_Required action_
Copy each line in the data that includes the word "Present".

_Dataset extract_
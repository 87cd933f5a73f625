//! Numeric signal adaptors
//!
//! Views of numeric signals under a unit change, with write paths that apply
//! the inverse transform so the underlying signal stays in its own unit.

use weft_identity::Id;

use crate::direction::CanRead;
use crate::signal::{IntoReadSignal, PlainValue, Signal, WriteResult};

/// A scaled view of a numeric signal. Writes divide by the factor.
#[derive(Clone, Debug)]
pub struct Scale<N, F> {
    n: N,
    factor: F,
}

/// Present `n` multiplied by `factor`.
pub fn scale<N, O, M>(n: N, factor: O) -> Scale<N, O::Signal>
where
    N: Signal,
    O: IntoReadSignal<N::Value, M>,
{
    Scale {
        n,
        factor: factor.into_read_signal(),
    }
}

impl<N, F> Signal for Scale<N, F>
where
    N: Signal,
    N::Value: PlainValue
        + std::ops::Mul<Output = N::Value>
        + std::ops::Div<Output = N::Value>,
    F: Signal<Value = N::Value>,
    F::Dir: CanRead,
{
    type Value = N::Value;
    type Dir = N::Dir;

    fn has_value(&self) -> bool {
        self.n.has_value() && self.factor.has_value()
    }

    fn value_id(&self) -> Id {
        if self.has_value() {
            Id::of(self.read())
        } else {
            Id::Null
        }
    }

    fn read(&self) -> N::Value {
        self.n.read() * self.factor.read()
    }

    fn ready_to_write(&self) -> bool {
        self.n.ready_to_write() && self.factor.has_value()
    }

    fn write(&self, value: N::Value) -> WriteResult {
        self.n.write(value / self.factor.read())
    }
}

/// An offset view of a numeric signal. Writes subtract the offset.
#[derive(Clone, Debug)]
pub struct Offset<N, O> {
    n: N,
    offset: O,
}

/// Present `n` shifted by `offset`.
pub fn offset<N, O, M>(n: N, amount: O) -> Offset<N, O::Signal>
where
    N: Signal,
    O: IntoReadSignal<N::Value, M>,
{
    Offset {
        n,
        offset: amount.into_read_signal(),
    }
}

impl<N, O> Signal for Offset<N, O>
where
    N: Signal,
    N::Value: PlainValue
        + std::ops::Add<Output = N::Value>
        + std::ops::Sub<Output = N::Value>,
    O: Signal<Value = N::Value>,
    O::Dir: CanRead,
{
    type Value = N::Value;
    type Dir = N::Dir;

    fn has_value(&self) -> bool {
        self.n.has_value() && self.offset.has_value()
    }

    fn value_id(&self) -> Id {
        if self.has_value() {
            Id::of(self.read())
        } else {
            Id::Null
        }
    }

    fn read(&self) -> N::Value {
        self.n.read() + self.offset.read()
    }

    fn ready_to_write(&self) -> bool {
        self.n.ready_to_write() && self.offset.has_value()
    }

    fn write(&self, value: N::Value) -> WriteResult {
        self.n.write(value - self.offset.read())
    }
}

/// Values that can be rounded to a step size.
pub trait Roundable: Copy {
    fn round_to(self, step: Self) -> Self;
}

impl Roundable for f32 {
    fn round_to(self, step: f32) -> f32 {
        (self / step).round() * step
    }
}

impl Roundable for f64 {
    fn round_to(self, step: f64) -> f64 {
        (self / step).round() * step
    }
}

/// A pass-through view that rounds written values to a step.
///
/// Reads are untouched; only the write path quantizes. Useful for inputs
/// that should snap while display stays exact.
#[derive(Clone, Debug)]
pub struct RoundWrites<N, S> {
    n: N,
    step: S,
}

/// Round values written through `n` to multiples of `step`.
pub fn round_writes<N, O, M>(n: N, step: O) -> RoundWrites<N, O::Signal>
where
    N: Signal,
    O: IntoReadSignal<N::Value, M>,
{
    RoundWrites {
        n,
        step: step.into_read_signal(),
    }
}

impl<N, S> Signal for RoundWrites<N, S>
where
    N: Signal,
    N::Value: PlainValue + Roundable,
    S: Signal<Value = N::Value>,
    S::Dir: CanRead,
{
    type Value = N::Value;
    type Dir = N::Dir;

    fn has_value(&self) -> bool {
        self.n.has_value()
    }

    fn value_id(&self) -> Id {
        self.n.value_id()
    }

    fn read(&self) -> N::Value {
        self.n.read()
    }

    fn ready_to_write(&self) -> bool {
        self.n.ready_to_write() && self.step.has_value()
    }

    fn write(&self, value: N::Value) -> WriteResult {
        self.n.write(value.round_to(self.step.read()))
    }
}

_Solved exercise_
/// Present `n` multiplied by `factor`.
/// Present `n` shifted by `offset`.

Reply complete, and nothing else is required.